» **PROBLEM DESCRIPTION**
Retrieve every line from the records in which the word "expected" occurs.
MATERIAL PROVIDED START
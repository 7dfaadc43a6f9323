//! Error types for the revdiff core library.
//!
//! Each subsystem has its own error type derived with `thiserror`, and a
//! top-level [`CoreError`] enum unifies them all for callers that want a
//! single error type.
//!
//! Diffing, classification and comparison are total functions and have no
//! error type of their own; every failure surfaces from the version store,
//! from a malformed decision set, or from configuration.

use thiserror::Error;

// ---------------------------------------------------------------------------
// Top-level error
// ---------------------------------------------------------------------------

/// Unified error type for the entire core library.
#[derive(Debug, Error)]
pub enum CoreError {
    #[error(transparent)]
    Store(#[from] StoreError),

    #[error(transparent)]
    Reconcile(#[from] ReconcileError),

    #[error(transparent)]
    Review(#[from] ReviewError),

    #[error(transparent)]
    Config(#[from] ConfigError),
}

// ---------------------------------------------------------------------------
// Version store errors
// ---------------------------------------------------------------------------

/// Errors raised by a [`VersionStore`](crate::store::VersionStore).
#[derive(Debug, Error)]
pub enum StoreError {
    /// The requested revision id could not be resolved.
    #[error("revision not found: {0}")]
    RevisionNotFound(String),

    /// A candidate names a parent the store does not know.
    #[error("parent revision not found: {0}")]
    ParentNotFound(String),

    /// The candidate version does not exceed an ancestor's version.
    #[error("version {version} must be greater than ancestor {ancestor_id} at {ancestor_version}")]
    VersionNotIncreasing {
        version: String,
        ancestor_id: String,
        ancestor_version: String,
    },

    /// The parent chain loops back on itself.
    #[error("revision lineage contains a cycle at {0}")]
    LineageCycle(String),

    /// A revision with this id already exists.
    #[error("revision {0} already exists")]
    DuplicateRevision(String),

    /// Backend-specific failure (I/O, network, ...).
    #[error("version store backend error: {0}")]
    Backend(String),
}

// ---------------------------------------------------------------------------
// Reconciliation errors
// ---------------------------------------------------------------------------

/// Errors from turning decisions over a comparison into a candidate revision.
#[derive(Debug, Error, PartialEq, Eq)]
pub enum ReconcileError {
    /// Two decisions cannot be applied independently of each other.
    #[error("overlapping decisions in section '{section}' for hunks {hunk_ids:?}")]
    OverlappingDecisionConflict {
        section: String,
        hunk_ids: Vec<String>,
    },

    /// A decision references a hunk id the comparison does not contain.
    #[error("decision references unknown hunk '{0}'")]
    InvalidSectionReference(String),

    /// The revision content no longer matches what the hunk describes.
    #[error("hunk '{hunk_id}' does not match the current content of section '{section}'")]
    StaleHunk { hunk_id: String, section: String },

    /// The supplied revision is not the comparison's target revision.
    #[error("comparison targets revision {expected}, got {actual}")]
    RevisionMismatch { expected: String, actual: String },
}

// ---------------------------------------------------------------------------
// Review session errors
// ---------------------------------------------------------------------------

/// Errors from the comparison review lifecycle.
#[derive(Debug, Error)]
pub enum ReviewError {
    /// A state-machine transition was invalid.
    #[error("invalid review state transition from {from} to {to}")]
    InvalidStateTransition { from: String, to: String },

    /// Reconciliation of the reviewed comparison failed.
    #[error(transparent)]
    Reconcile(#[from] ReconcileError),
}

// ---------------------------------------------------------------------------
// Configuration errors
// ---------------------------------------------------------------------------

/// Errors from configuration loading and validation.
#[derive(Debug, Error)]
pub enum ConfigError {
    /// Config file not found.
    #[error("configuration file not found: {0}")]
    FileNotFound(String),

    /// TOML parse error.
    #[error("configuration parse error: {0}")]
    ParseError(String),

    /// A config value is invalid.
    #[error("invalid configuration value for '{field}': {detail}")]
    InvalidValue { field: String, detail: String },

    /// Generic I/O error reading the config file.
    #[error("configuration I/O error: {0}")]
    IoError(#[from] std::io::Error),
}

#[cfg(test)]
mod tests {
    use super::*;

    #[test]
    fn test_error_display_messages() {
        let err = StoreError::RevisionNotFound("rev-42".into());
        assert_eq!(err.to_string(), "revision not found: rev-42");

        let err = ReconcileError::InvalidSectionReference("logic-9".into());
        assert_eq!(err.to_string(), "decision references unknown hunk 'logic-9'");

        let err = ReconcileError::OverlappingDecisionConflict {
            section: "logic".into(),
            hunk_ids: vec!["logic-0".into(), "logic-1".into()],
        };
        assert!(err.to_string().contains("logic-1"));

        let err = ConfigError::InvalidValue {
            field: "classifier.large_hunk_threshold".into(),
            detail: "must be > 0".into(),
        };
        assert!(err.to_string().contains("large_hunk_threshold"));
    }

    #[test]
    fn test_core_error_from_subsystem() {
        let store_err = StoreError::RevisionNotFound("x".into());
        let core_err: CoreError = store_err.into();
        assert!(matches!(
            core_err,
            CoreError::Store(StoreError::RevisionNotFound(_))
        ));

        let review_err: ReviewError = ReconcileError::InvalidSectionReference("h".into()).into();
        let core_err: CoreError = review_err.into();
        assert!(matches!(core_err, CoreError::Review(ReviewError::Reconcile(_))));
    }

    #[test]
    fn test_transparent_display_preserves_root_cause() {
        let core_err: CoreError = StoreError::RevisionNotFound("abc".into()).into();
        assert_eq!(core_err.to_string(), "revision not found: abc");
    }
}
MATERIAL PROVIDED END
» **ANSWER SPACE**
    #[error("comparison targets revision {expected}, got {actual}")]
    RevisionMismatch { expected: String, actual: String },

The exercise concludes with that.